**Try it**
Line by line, please look for the word "Send" in the following records, then copy each line you find it in.

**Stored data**

<<<<

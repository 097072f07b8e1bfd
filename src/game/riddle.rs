//! The wall-clock riddle round state machine. The engine owns the only
//! timers in the system; every transition is driven either by its own task
//! or by a winning guess, and the task is woken through `wake` rather than
//! re-entrant callbacks.

use crate::protocol::{AnnouncementPayload, TreasureHuntStatePayload};
use crate::shared::time::now_unix_secs;
use std::sync::{Arc, Mutex};
use std::time::Duration;
use tokio::sync::Notify;
use tokio::time::Instant;

pub mod source;

use source::{fallback_riddle, Riddle, RiddleSource};

#[derive(Debug, Clone, Copy, PartialEq, Eq)]
pub enum Phase {
    Active,
    Solved,
    Cooldown,
    GameOver,
}

#[derive(Debug, Clone)]
pub struct RiddleConfig {
    pub active_duration: Duration,
    pub hint_offset: Duration,
    pub cooldown_duration: Duration,
    pub win_freeze_duration: Duration,
    pub max_rounds_per_day: u32,
}

impl Default for RiddleConfig {
    fn default() -> Self {
        Self {
            active_duration: Duration::from_secs(60),
            hint_offset: Duration::from_secs(30),
            cooldown_duration: Duration::from_secs(120),
            win_freeze_duration: Duration::from_secs(5),
            max_rounds_per_day: 3,
        }
    }
}

#[derive(Debug)]
struct EngineState {
    phase: Phase,
    round: u32,
    riddle: Option<Riddle>,
    winner: Option<String>,
    hint_revealed: bool,
    phase_entered_at: Instant,
    announcements: Vec<AnnouncementPayload>,
}

type StateCallback = Box<dyn Fn(TreasureHuntStatePayload) + Send + Sync>;

pub struct RiddleEngine {
    config: RiddleConfig,
    state: Mutex<EngineState>,
    wake: Notify,
    callback: Mutex<Option<StateCallback>>,
}

impl RiddleEngine {
    /// Round 1 starts Active with the built-in riddle so clients never
    /// observe an empty riddle state while the first fetch is pending.
    pub fn new(config: RiddleConfig) -> Self {
        Self {
            config,
            state: Mutex::new(EngineState {
                phase: Phase::Active,
                round: 1,
                riddle: Some(fallback_riddle()),
                winner: None,
                hint_revealed: false,
                phase_entered_at: Instant::now(),
                announcements: Vec::new(),
            }),
            wake: Notify::new(),
            callback: Mutex::new(None),
        }
    }

    /// Registers the fast-path broadcast and immediately pushes the current
    /// state through it.
    pub fn on_state_change(
        &self,
        callback: impl Fn(TreasureHuntStatePayload) + Send + Sync + 'static,
    ) {
        *self.callback.lock().unwrap() = Some(Box::new(callback));
        self.notify_state_change();
    }

    /// True iff this call was the winning guess for the current round.
    pub fn guess(&self, username: &str, guess: &str) -> bool {
        {
            let mut state = self.state.lock().unwrap();
            if state.phase != Phase::Active {
                return false;
            }
            let answer = match state.riddle.as_ref() {
                Some(riddle) => riddle.answer.trim().to_string(),
                None => return false,
            };
            if guess.trim().to_lowercase() != answer.to_lowercase() {
                return false;
            }
            state.phase = Phase::Solved;
            state.phase_entered_at = Instant::now();
            state.winner = Some(username.to_string());
            state.announcements.push(AnnouncementPayload {
                message: format!("\u{1f3c6} WINNER: {username} guessed '{answer}' correctly!"),
                timestamp: now_unix_secs(),
            });
            tracing::info!(username, "riddle solved");
        }
        self.notify_state_change();
        self.wake.notify_one();
        true
    }

    pub fn snapshot(&self) -> TreasureHuntStatePayload {
        self.state.lock().unwrap().view()
    }

    /// Returns and clears the pending announcement queue.
    pub fn pop_announcements(&self) -> Vec<AnnouncementPayload> {
        std::mem::take(&mut self.state.lock().unwrap().announcements)
    }

    pub fn spawn<S: RiddleSource>(self: &Arc<Self>, source: S) {
        let engine = Arc::clone(self);
        tokio::spawn(async move {
            engine.run(source).await;
        });
    }

    async fn run<S: RiddleSource>(self: Arc<Self>, source: S) {
        loop {
            let (phase, entered_at) = self.phase_info();
            match phase {
                Phase::Active => {
                    let hint_at = entered_at + self.config.hint_offset;
                    let ends_at = entered_at + self.config.active_duration;
                    let hint_pending = !self.hint_revealed();
                    tokio::select! {
                        _ = tokio::time::sleep_until(hint_at), if hint_pending => {
                            self.reveal_hint();
                        }
                        _ = tokio::time::sleep_until(ends_at) => {
                            self.finish_active_round();
                        }
                        _ = self.wake.notified() => {}
                    }
                }
                Phase::Solved => {
                    tokio::time::sleep_until(entered_at + self.config.win_freeze_duration).await;
                    self.enter_cooldown_after_win();
                }
                Phase::Cooldown => {
                    // The fetch overlaps the cooldown window; a new round
                    // starts once both have finished.
                    let cooldown =
                        tokio::time::sleep_until(entered_at + self.config.cooldown_duration);
                    let (_, fetched) = tokio::join!(cooldown, source.generate());
                    let riddle = match fetched {
                        Ok(riddle) => riddle,
                        Err(error) => {
                            tracing::warn!(?error, "riddle generation failed, using fallback");
                            fallback_riddle()
                        }
                    };
                    if self.begin_round(riddle) == Phase::GameOver {
                        tracing::info!("round limit reached, ending riddle loop");
                        return;
                    }
                }
                Phase::GameOver => return,
            }
        }
    }

    fn phase_info(&self) -> (Phase, Instant) {
        let state = self.state.lock().unwrap();
        (state.phase, state.phase_entered_at)
    }

    fn hint_revealed(&self) -> bool {
        self.state.lock().unwrap().hint_revealed
    }

    fn reveal_hint(&self) -> bool {
        {
            let mut state = self.state.lock().unwrap();
            if state.phase != Phase::Active || state.hint_revealed {
                return false;
            }
            state.hint_revealed = true;
        }
        self.notify_state_change();
        true
    }

    /// Timeout path out of Active.
    fn finish_active_round(&self) -> bool {
        {
            let mut state = self.state.lock().unwrap();
            if state.phase != Phase::Active {
                return false;
            }
            state.phase = Phase::Cooldown;
            state.phase_entered_at = Instant::now();
            let message = state
                .riddle
                .as_ref()
                .map(|riddle| format!("\u{23f0} Time's up! The answer was: {}", riddle.answer));
            if let Some(message) = message {
                state.announcements.push(AnnouncementPayload {
                    message,
                    timestamp: now_unix_secs(),
                });
            }
        }
        self.notify_state_change();
        true
    }

    fn enter_cooldown_after_win(&self) -> bool {
        {
            let mut state = self.state.lock().unwrap();
            if state.phase != Phase::Solved {
                return false;
            }
            state.phase = Phase::Cooldown;
            state.phase_entered_at = Instant::now();
        }
        self.notify_state_change();
        true
    }

    /// Leaves Cooldown: either a new Active round with `riddle`, or GameOver
    /// once the round limit is crossed. Returns the phase entered.
    fn begin_round(&self, riddle: Riddle) -> Phase {
        let phase = {
            let mut state = self.state.lock().unwrap();
            if state.phase != Phase::Cooldown {
                return state.phase;
            }
            state.round += 1;
            if state.round > self.config.max_rounds_per_day {
                state.phase = Phase::GameOver;
                state.riddle = None;
                state.winner = None;
                state.announcements.clear();
            } else {
                state.phase = Phase::Active;
                state.riddle = Some(riddle);
                state.winner = None;
                state.hint_revealed = false;
            }
            state.phase_entered_at = Instant::now();
            state.phase
        };
        self.notify_state_change();
        phase
    }

    fn notify_state_change(&self) {
        let snapshot = self.snapshot();
        let callback = self.callback.lock().unwrap();
        if let Some(callback) = callback.as_ref() {
            callback(snapshot);
        }
    }
}

impl EngineState {
    fn view(&self) -> TreasureHuntStatePayload {
        let clue_text = match (self.phase, self.riddle.as_ref()) {
            (Phase::GameOver, _) => "\u{1f389} Daily Limit Reached! \u{1f389}\n\nYou've \
                                     completed today's riddle rounds.\nCheck back later!"
                .to_string(),
            (_, None) => "Loading...".to_string(),
            (Phase::Active, Some(riddle)) => {
                let mut text = riddle.question.clone();
                if self.hint_revealed {
                    text.push_str(&format!("\n\n\u{1f4a1} HINT: {}", riddle.hint));
                }
                text
            }
            (Phase::Solved | Phase::Cooldown, Some(riddle)) => match self.winner.as_deref() {
                Some(winner) => format!(
                    "\u{2705} SOLVED by {winner}!\nAnswer: {}\n\nNext riddle coming soon...",
                    riddle.answer
                ),
                None => format!(
                    "\u{23f0} Time's up!\nThe answer was: {}\n\nNext riddle coming soon...",
                    riddle.answer
                ),
            },
        };
        let completed = match self.phase {
            Phase::Active => false,
            Phase::GameOver => true,
            Phase::Solved | Phase::Cooldown => self.winner.is_some(),
        };
        TreasureHuntStatePayload {
            current_clue_index: self.round,
            clue_text,
            completed,
        }
    }
}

>>>>

**Task answer**
type StateCallback = Box<dyn Fn(TreasureHuntStatePayload) + Send + Sync>;
        callback: impl Fn(TreasureHuntStatePayload) + Send + Sync + 'static,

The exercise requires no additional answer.